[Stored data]
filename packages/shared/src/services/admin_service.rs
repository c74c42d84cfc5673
use std::sync::{Arc, Mutex, MutexGuard, PoisonError};
use tracing::{error, info, warn};

use crate::models::user::{AdminUser, LinkingPermissionRequest};
use crate::repositories::admin_repository::AdminRepository;
use crate::repositories::errors::api_client_errors::ApiClientError;

#[derive(Debug, Clone, Default, PartialEq)]
pub struct AdminState {
    pub users: Vec<AdminUser>,
    pub loading: bool,
    pub error: Option<String>,
}

/// User administration. Failures are recorded on the state and reported
/// as `false`, never raised.
pub struct AdminStore {
    admin_repository: Arc<dyn AdminRepository>,
    state: Mutex<AdminState>,
}

impl AdminStore {
    pub fn new(admin_repository: Arc<dyn AdminRepository>) -> Self {
        AdminStore {
            admin_repository,
            state: Mutex::new(AdminState::default()),
        }
    }

    fn lock(&self) -> MutexGuard<'_, AdminState> {
        self.state.lock().unwrap_or_else(PoisonError::into_inner)
    }

    pub fn state(&self) -> AdminState {
        self.lock().clone()
    }

    fn fail(&self, fallback: &str, err: &ApiClientError) -> bool {
        let message = match err {
            ApiClientError::Status { message, .. } => message.clone(),
            _ => fallback.to_string(),
        };
        error!("{}: {}", fallback, err);
        let mut state = self.lock();
        state.loading = false;
        state.error = Some(message);
        false
    }

    fn patch_user(&self, user_id: i64, patch: impl FnOnce(&mut AdminUser)) {
        let mut state = self.lock();
        match state.users.iter_mut().find(|user| user.id == user_id) {
            Some(user) => patch(user),
            None => warn!("User {} is not cached", user_id),
        }
    }

    pub async fn fetch_all_users(&self) -> bool {
        {
            let mut state = self.lock();
            state.loading = true;
            state.error = None;
        }
        match self.admin_repository.list_users().await {
            Ok(users) => {
                info!("Loaded {} users", users.len());
                let mut state = self.lock();
                state.loading = false;
                state.users = users;
                true
            }
            Err(e) => self.fail("Failed to fetch users", &e),
        }
    }

    pub async fn set_user_active_status(&self, user_id: i64, active: bool) -> bool {
        self.lock().error = None;
        let result = if active {
            self.admin_repository.activate_user(user_id).await
        } else {
            self.admin_repository.deactivate_user(user_id).await
        };
        if let Err(e) = result {
            return self.fail("Failed to update status", &e);
        }

        info!("User {} active: {}", user_id, active);
        self.patch_user(user_id, |user| user.is_active = active);
        true
    }

    pub async fn set_user_linking_status(&self, user_id: i64, can_link: bool) -> bool {
        self.lock().error = None;
        let request = LinkingPermissionRequest { can_link };
        if let Err(e) = self
            .admin_repository
            .set_linking_permission(user_id, &request)
            .await
        {
            return self.fail("Failed to update linking permission", &e);
        }

        info!("User {} can link accounts: {}", user_id, can_link);
        self.patch_user(user_id, |user| user.can_link_accounts = can_link);
        true
    }

    pub async fn delete_user(&self, user_id: i64) -> bool {
        self.lock().error = None;
        if let Err(e) = self.admin_repository.delete_user(user_id).await {
            return self.fail("Failed to delete user", &e);
        }

        info!("Deleted user {}", user_id);
        self.lock().users.retain(|user| user.id != user_id);
        true
    }
}
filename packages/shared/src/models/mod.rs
pub mod auth;
pub mod category;
pub mod expense;
pub mod formats;
pub mod month;
pub mod salary;
pub mod user;
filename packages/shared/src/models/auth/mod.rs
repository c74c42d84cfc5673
pub mod requests;
pub mod responses;
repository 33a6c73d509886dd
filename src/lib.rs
pub mod api;
pub mod application;
pub mod config;
pub mod domain;
pub mod handlers;
pub mod infrastructure;
#[cfg(test)]
pub mod tests;

// Main exports for external use
pub use handlers::routes::{create_router, AppState};
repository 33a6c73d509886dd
pub mod agents;
pub mod dashboard;
pub mod governance;
pub mod routes;

pub use agents::*;
pub use dashboard::*;
pub use governance::*;
pub use routes::*;
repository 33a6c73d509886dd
use ethers::abi::Token;
use ethers::types::{Address, Bytes, H256, U256};

use crate::domain::errors::ContractError;
use crate::infrastructure::contracts::types::ContractName;

/// Decoded outputs of one view call, with typed accessors that turn a shape
/// mismatch into a read error naming the call.
pub(crate) struct Outputs<'a> {
    contract: ContractName,
    function: &'a str,
    tokens: Vec<Token>,
}

impl<'a> Outputs<'a> {
    pub(crate) fn new(contract: ContractName, function: &'a str, tokens: Vec<Token>) -> Self {
        Self {
            contract,
            function,
            tokens,
        }
    }

    fn mismatch(&self, index: usize, expected: &str) -> ContractError {
        ContractError::read(
            self.contract,
            self.function,
            format!("expected {} at output {}, got {:?}", expected, index, self.tokens.get(index)),
        )
    }

    fn take(&self, index: usize) -> Option<Token> {
        self.tokens.get(index).cloned()
    }

    pub(crate) fn uint(&self, index: usize) -> Result<U256, ContractError> {
        self.take(index)
            .and_then(Token::into_uint)
            .ok_or_else(|| self.mismatch(index, "uint"))
    }

    pub(crate) fn string(&self, index: usize) -> Result<String, ContractError> {
        self.take(index)
            .and_then(Token::into_string)
            .ok_or_else(|| self.mismatch(index, "string"))
    }

    pub(crate) fn address(&self, index: usize) -> Result<Address, ContractError> {
        self.take(index)
            .and_then(Token::into_address)
            .ok_or_else(|| self.mismatch(index, "address"))
    }

    pub(crate) fn boolean(&self, index: usize) -> Result<bool, ContractError> {
        self.take(index)
            .and_then(Token::into_bool)
            .ok_or_else(|| self.mismatch(index, "bool"))
    }

    pub(crate) fn bytes32(&self, index: usize) -> Result<H256, ContractError> {
        self.take(index)
            .and_then(Token::into_fixed_bytes)
            .filter(|bytes| bytes.len() == 32)
            .map(|bytes| H256::from_slice(&bytes))
            .ok_or_else(|| self.mismatch(index, "bytes32"))
    }

    pub(crate) fn addresses(&self, index: usize) -> Result<Vec<Address>, ContractError> {
        self.array(index, Token::into_address, "address[]")
    }

    pub(crate) fn uints(&self, index: usize) -> Result<Vec<U256>, ContractError> {
        self.array(index, Token::into_uint, "uint256[]")
    }

    pub(crate) fn bytes_list(&self, index: usize) -> Result<Vec<Bytes>, ContractError> {
        self.array(index, |t| t.into_bytes().map(Bytes::from), "bytes[]")
    }

    fn array<T>(
        &self,
        index: usize,
        convert: impl Fn(Token) -> Option<T>,
        expected: &str,
    ) -> Result<Vec<T>, ContractError> {
        self.take(index)
            .and_then(Token::into_array)
            .and_then(|items| items.into_iter().map(&convert).collect::<Option<Vec<T>>>())
            .ok_or_else(|| self.mismatch(index, expected))
    }
}

#[cfg(test)]
mod tests {
    use super::*;

    #[test]
    fn test_typed_access() {
        let outputs = Outputs::new(
            ContractName::Governance,
            "proposalDetailsAt",
            vec![
                Token::Uint(U256::from(5u64)),
                Token::Array(vec![Token::Address(Address::repeat_byte(1))]),
                Token::FixedBytes(vec![0xab; 32]),
            ],
        );
        assert_eq!(outputs.uint(0).unwrap(), U256::from(5u64));
        assert_eq!(outputs.addresses(1).unwrap(), vec![Address::repeat_byte(1)]);
        assert_eq!(outputs.bytes32(2).unwrap(), H256::repeat_byte(0xab));
    }

    #[test]
    fn test_shape_mismatch_is_a_read_error() {
        let outputs = Outputs::new(ContractName::DAOToken, "name", vec![Token::Uint(U256::one())]);
        let err = outputs.string(0).unwrap_err();
        assert!(matches!(err, ContractError::Read { contract: ContractName::DAOToken, .. }));
        assert!(outputs.uint(3).is_err());
    }

    #[test]
    fn test_mixed_array_is_rejected() {
        let outputs = Outputs::new(
            ContractName::Governance,
            "proposalDetailsAt",
            vec![Token::Array(vec![Token::Uint(U256::one()), Token::Bool(true)])],
        );
        assert!(outputs.uints(0).is_err());
    }
}
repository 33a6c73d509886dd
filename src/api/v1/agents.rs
use axum::{extract::State, Json};
use tracing::info;

use crate::api::dto::{AgentResponse, SelectAgentRequest, SelectedAgentResponse};
use crate::api::errors::{ApiError, ApiResult};
use crate::domain::agents::{agent_catalog, agent_features, find_agent};
use crate::handlers::AppState;

pub async fn list_agents() -> Json<Vec<AgentResponse>> {
    let agents = agent_catalog()
        .iter()
        .map(|agent| AgentResponse {
            agent: agent.clone(),
            features: agent_features(Some(agent)),
        })
        .collect();
    Json(agents)
}

pub async fn get_selected_agent(State(app_state): State<AppState>) -> Json<SelectedAgentResponse> {
    let agent = app_state.session.selected_agent();
    let features = agent_features(agent.as_ref());
    Json(SelectedAgentResponse { agent, features })
}

pub async fn select_agent(
    State(app_state): State<AppState>,
    Json(request): Json<SelectAgentRequest>,
) -> ApiResult<Json<SelectedAgentResponse>> {
    let agent = match request.agent_id {
        Some(id) => Some(
            find_agent(id)
                .cloned()
                .ok_or_else(|| ApiError::not_found(format!("Unknown agent {}", id)))?,
        ),
        None => None,
    };

    match &agent {
        Some(agent) => info!("Agent {} deployed", agent.name),
        None => info!("Agent selection cleared"),
    }
    app_state.session.select_agent(agent.clone());

    let features = agent_features(agent.as_ref());
    Ok(Json(SelectedAgentResponse { agent, features }))
}
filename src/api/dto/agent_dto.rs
use serde::{Deserialize, Serialize};

use crate::domain::agents::{Agent, AgentFeature};

#[derive(Debug, Serialize)]
pub struct AgentResponse {
    #[serde(flatten)]
    pub agent: Agent,
    pub features: &'static [AgentFeature],
}

#[derive(Debug, Serialize)]
pub struct SelectedAgentResponse {
    pub agent: Option<Agent>,
    pub features: &'static [AgentFeature],
}

/// `agent_id: null` clears the selection
#[derive(Debug, Deserialize)]
pub struct SelectAgentRequest {
    pub agent_id: Option<u32>,
}
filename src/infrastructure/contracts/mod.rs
// Contract integration module
// Resolves logical contract names per chain and performs reads and writes

pub mod client;
pub mod config;
pub mod event_utils;
pub mod registry;
pub mod types;
pub mod utils;

// Re-export main components for easy access
pub use client::{ContractClient, ContractReader};
pub use registry::ContractRegistry;
pub use types::*;
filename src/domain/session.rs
use ethers::types::U256;
use serde::Serialize;
use tokio::sync::watch;

use crate::domain::agents::Agent;
use crate::domain::models::serialize_decimal;

/// Proposal currently opened in the dashboard
#[derive(Debug, Clone, PartialEq, Serialize)]
pub struct SelectedProposal {
    pub chain_id: u64,
    pub index: u64,
    #[serde(serialize_with = "serialize_decimal")]
    pub proposal_id: U256,
}

/// Application-wide selection state. Observers subscribe to a field and are
/// woken with the latest value whenever it changes.
#[derive(Debug)]
pub struct AppSession {
    agent: watch::Sender<Option<Agent>>,
    proposal: watch::Sender<Option<SelectedProposal>>,
}

impl Default for AppSession {
    fn default() -> Self {
        Self::new()
    }
}

impl AppSession {
    pub fn new() -> Self {
        let (agent, _) = watch::channel(None);
        let (proposal, _) = watch::channel(None);
        Self { agent, proposal }
    }

    pub fn selected_agent(&self) -> Option<Agent> {
        self.agent.borrow().clone()
    }

    /// Replace the selected agent; `None` returns to agent selection
    pub fn select_agent(&self, agent: Option<Agent>) {
        self.agent.send_if_modified(|current| {
            if *current == agent {
                return false;
            }
            *current = agent;
            true
        });
    }

    pub fn subscribe_agent(&self) -> watch::Receiver<Option<Agent>> {
        self.agent.subscribe()
    }

    pub fn selected_proposal(&self) -> Option<SelectedProposal> {
        self.proposal.borrow().clone()
    }

    pub fn select_proposal(&self, proposal: Option<SelectedProposal>) {
        self.proposal.send_if_modified(|current| {
            if *current == proposal {
                return false;
            }
            *current = proposal;
            true
        });
    }

    pub fn subscribe_proposal(&self) -> watch::Receiver<Option<SelectedProposal>> {
        self.proposal.subscribe()
    }
}
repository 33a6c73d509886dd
pub mod agent_dto;
pub mod dashboard_dto;
pub mod governance_dto;

pub use agent_dto::*;
pub use dashboard_dto::*;
pub use governance_dto::*;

Work request — For each line of the entries that holds the word "auth", pull that line out.

Response area —
pub mod auth;
filename packages/shared/src/models/auth/mod.rs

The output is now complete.